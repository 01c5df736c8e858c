//! Simple file-backed [`CredentialStore`] that keeps a session across process restarts.

// std
use std::{
	fs::{self, File},
	io::Write,
	path::{Path, PathBuf},
};
// self
use crate::{
	_prelude::*,
	auth::{CredentialPair, TokenSecret},
	store::{CredentialStore, Selection, SessionSnapshot, StoreError, StoreFuture},
};

/// Persists the session to a JSON file after each mutation.
#[derive(Clone, Debug)]
pub struct FileStore {
	path: PathBuf,
	inner: Arc<RwLock<SessionSnapshot>>,
}
impl FileStore {
	/// Opens (or creates) a store at the provided path, eagerly loading existing data.
	pub fn open(path: impl Into<PathBuf>) -> Result<Self, StoreError> {
		let path = path.into();

		Self::ensure_parent_exists(&path)?;

		let snapshot = Self::load_snapshot(&path)?;

		Ok(Self { path, inner: Arc::new(RwLock::new(snapshot)) })
	}

	/// Location of the backing file.
	pub fn path(&self) -> &Path {
		&self.path
	}

	fn load_snapshot(path: &Path) -> Result<SessionSnapshot, StoreError> {
		if !path.exists() {
			return Ok(SessionSnapshot::default());
		}

		let metadata = path.metadata().map_err(|e| StoreError::Backend {
			message: format!("Failed to inspect {}: {e}", path.display()),
		})?;

		if metadata.len() == 0 {
			return Ok(SessionSnapshot::default());
		}

		let bytes = fs::read(path).map_err(|e| StoreError::Backend {
			message: format!("Failed to read {}: {e}", path.display()),
		})?;

		serde_json::from_slice(&bytes).map_err(|e| StoreError::Serialization {
			message: format!("Failed to parse {}: {e}", path.display()),
		})
	}

	fn ensure_parent_exists(path: &Path) -> Result<(), StoreError> {
		if let Some(parent) = path.parent().filter(|p| !p.as_os_str().is_empty()) {
			fs::create_dir_all(parent).map_err(|e| StoreError::Backend {
				message: format!("Failed to create store directory {}: {e}", parent.display()),
			})?;
		}
		Ok(())
	}

	fn persist_locked(&self, contents: &SessionSnapshot) -> Result<(), StoreError> {
		Self::ensure_parent_exists(&self.path)?;

		let serialized =
			serde_json::to_vec_pretty(contents).map_err(|e| StoreError::Serialization {
				message: format!("Failed to serialize session snapshot: {e}"),
			})?;
		let mut tmp_path = self.path.clone();

		tmp_path.set_extension("tmp");

		{
			let mut file = File::create(&tmp_path).map_err(|e| StoreError::Backend {
				message: format!("Failed to create {}: {e}", tmp_path.display()),
			})?;

			file.write_all(&serialized).map_err(|e| StoreError::Backend {
				message: format!("Failed to write {}: {e}", tmp_path.display()),
			})?;
			file.sync_all().map_err(|e| StoreError::Backend {
				message: format!("Failed to sync {}: {e}", tmp_path.display()),
			})?;
		}

		fs::rename(&tmp_path, &self.path).map_err(|e| StoreError::Backend {
			message: format!("Failed to replace {}: {e}", self.path.display()),
		})
	}

	/// Applies `f` to a copy of the snapshot and swaps it in only after it reached disk.
	fn mutate(&self, f: impl FnOnce(&mut SessionSnapshot)) -> Result<(), StoreError> {
		let mut guard = self.inner.write();
		let mut next = guard.clone();

		f(&mut next);
		self.persist_locked(&next)?;

		*guard = next;

		Ok(())
	}
}
impl CredentialStore for FileStore {
	fn access_token(&self) -> StoreFuture<'_, Option<TokenSecret>> {
		Box::pin(async move { Ok(self.inner.read().credentials.access_token.clone()) })
	}

	fn refresh_token(&self) -> StoreFuture<'_, Option<TokenSecret>> {
		Box::pin(async move { Ok(self.inner.read().credentials.refresh_token.clone()) })
	}

	fn set_access_token(&self, token: TokenSecret) -> StoreFuture<'_, ()> {
		Box::pin(async move { self.mutate(|s| s.credentials.access_token = Some(token)) })
	}

	fn set_refresh_token(&self, token: TokenSecret) -> StoreFuture<'_, ()> {
		Box::pin(async move { self.mutate(|s| s.credentials.refresh_token = Some(token)) })
	}

	fn clear_all(&self) -> StoreFuture<'_, ()> {
		Box::pin(async move { self.mutate(|s| s.credentials = CredentialPair::default()) })
	}

	fn selection(&self) -> StoreFuture<'_, Selection> {
		Box::pin(async move { Ok(self.inner.read().selection.clone()) })
	}

	fn save_selection(&self, selection: Selection) -> StoreFuture<'_, ()> {
		Box::pin(async move { self.mutate(|s| s.selection = selection) })
	}

	fn clear_selection(&self) -> StoreFuture<'_, ()> {
		Box::pin(async move { self.mutate(|s| s.selection = Selection::default()) })
	}
}
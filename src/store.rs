//! Storage contracts and built-in store implementations for session credentials.

pub mod file;
pub mod memory;

pub use file::FileStore;
pub use memory::MemoryStore;

// self
use crate::{
	_prelude::*,
	auth::{CredentialPair, TokenSecret},
};

/// Boxed future returned by [`CredentialStore`] operations.
pub type StoreFuture<'a, T> = Pin<Box<dyn Future<Output = Result<T, StoreError>> + 'a + Send>>;

/// Storage backend holding the session's credential pair and farm/coop selection.
///
/// Each slot is read and written independently; implementations must make every single-slot
/// operation atomic but are not required to offer cross-slot transactions. The client never
/// caches what it reads, so the store is the only source of truth for credentials.
pub trait CredentialStore
where
	Self: Send + Sync,
{
	/// Fetches the current access token, if any.
	fn access_token(&self) -> StoreFuture<'_, Option<TokenSecret>>;

	/// Fetches the current refresh token, if any.
	fn refresh_token(&self) -> StoreFuture<'_, Option<TokenSecret>>;

	/// Replaces the access token.
	fn set_access_token(&self, token: TokenSecret) -> StoreFuture<'_, ()>;

	/// Replaces the refresh token.
	fn set_refresh_token(&self, token: TokenSecret) -> StoreFuture<'_, ()>;

	/// Removes both tokens.
	fn clear_all(&self) -> StoreFuture<'_, ()>;

	/// Fetches the selected farm/coop identifiers.
	fn selection(&self) -> StoreFuture<'_, Selection>;

	/// Replaces the selected farm/coop identifiers.
	fn save_selection(&self, selection: Selection) -> StoreFuture<'_, ()>;

	/// Removes the selected farm/coop identifiers.
	fn clear_selection(&self) -> StoreFuture<'_, ()>;
}

/// Error type produced by [`CredentialStore`] implementations.
#[derive(Clone, Debug, PartialEq, Eq, Serialize, Deserialize, ThisError)]
pub enum StoreError {
	/// Serialization failures (e.g., serde_json) surfaced by the backend.
	#[error("Serialization error: {message}.")]
	Serialization {
		/// Human-readable error payload.
		message: String,
	},
	/// Backend-level failure for the storage engine.
	#[error("Backend failure: {message}.")]
	Backend {
		/// Human-readable error payload.
		message: String,
	},
}

/// Farm and coop the user is currently working in.
#[derive(Clone, Debug, Default, PartialEq, Eq, Serialize, Deserialize)]
pub struct Selection {
	/// Selected farm identifier.
	#[serde(default, skip_serializing_if = "Option::is_none")]
	pub farm_id: Option<String>,
	/// Selected coop identifier.
	#[serde(default, skip_serializing_if = "Option::is_none")]
	pub coop_id: Option<String>,
}

/// Everything a store keeps for one signed-in session.
#[derive(Clone, Debug, Default, PartialEq, Eq, Serialize, Deserialize)]
pub struct SessionSnapshot {
	/// Access + refresh tokens.
	#[serde(default)]
	pub credentials: CredentialPair,
	/// Farm/coop selection.
	#[serde(default)]
	pub selection: Selection,
}
// crates.io
use http::{Method, StatusCode};
// self
use crate::{_prelude::*, obs::CallKind};

/// Future type returned by [`CallSpan::instrument`]; a passthrough when tracing is disabled.
#[cfg(feature = "tracing")]
pub type InstrumentedCall<F> = tracing::instrument::Instrumented<F>;
/// Future type returned by [`CallSpan::instrument`]; a passthrough when tracing is disabled.
#[cfg(not(feature = "tracing"))]
pub type InstrumentedCall<F> = F;

/// Span covering one client call, from the first send to the returned envelope.
///
/// Fields: `call`, `method`, `path`, plus `status` (last HTTP status seen) and `retried`
/// (whether the call was re-sent after a refresh), both recorded as the call progresses. Token
/// values never reach the span.
#[derive(Clone, Debug)]
pub struct CallSpan {
	#[cfg(feature = "tracing")]
	span: tracing::Span,
}
impl CallSpan {
	/// Opens a span for a call of `kind` sending `method path`.
	pub fn new(kind: CallKind, method: &Method, path: &str) -> Self {
		#[cfg(feature = "tracing")]
		{
			let span = tracing::info_span!(
				"tokkatot_client.call",
				call = kind.as_str(),
				method = %method,
				path,
				status = tracing::field::Empty,
				retried = false
			);

			Self { span }
		}
		#[cfg(not(feature = "tracing"))]
		{
			let _ = (kind, method, path);

			Self {}
		}
	}

	/// Instruments an async block without holding a guard across `.await` points.
	pub fn instrument<Fut>(&self, fut: Fut) -> InstrumentedCall<Fut>
	where
		Fut: Future,
	{
		#[cfg(feature = "tracing")]
		{
			use tracing::Instrument;

			fut.instrument(self.span.clone())
		}
		#[cfg(not(feature = "tracing"))]
		{
			fut
		}
	}

	/// Records the HTTP status of the latest response.
	pub fn record_status(&self, status: StatusCode) {
		#[cfg(feature = "tracing")]
		{
			self.span.record("status", status.as_u16());
		}
		#[cfg(not(feature = "tracing"))]
		{
			let _ = status;
		}
	}

	/// Marks the call as re-sent with a refreshed token.
	pub fn mark_retried(&self) {
		#[cfg(feature = "tracing")]
		{
			self.span.record("retried", true);
		}
	}

	/// Emits a debug-level event inside the span.
	pub fn note(&self, message: &'static str) {
		#[cfg(feature = "tracing")]
		{
			let _entered = self.span.enter();

			tracing::debug!("{message}");
		}
		#[cfg(not(feature = "tracing"))]
		{
			let _ = message;
		}
	}
}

# What this task involves
Go line by line through the data and copy any that contain "holding".

# Completed exercise
/// Storage backend holding the session's credential pair and farm/coop selection.
	/// Instruments an async block without holding a guard across `.await` points.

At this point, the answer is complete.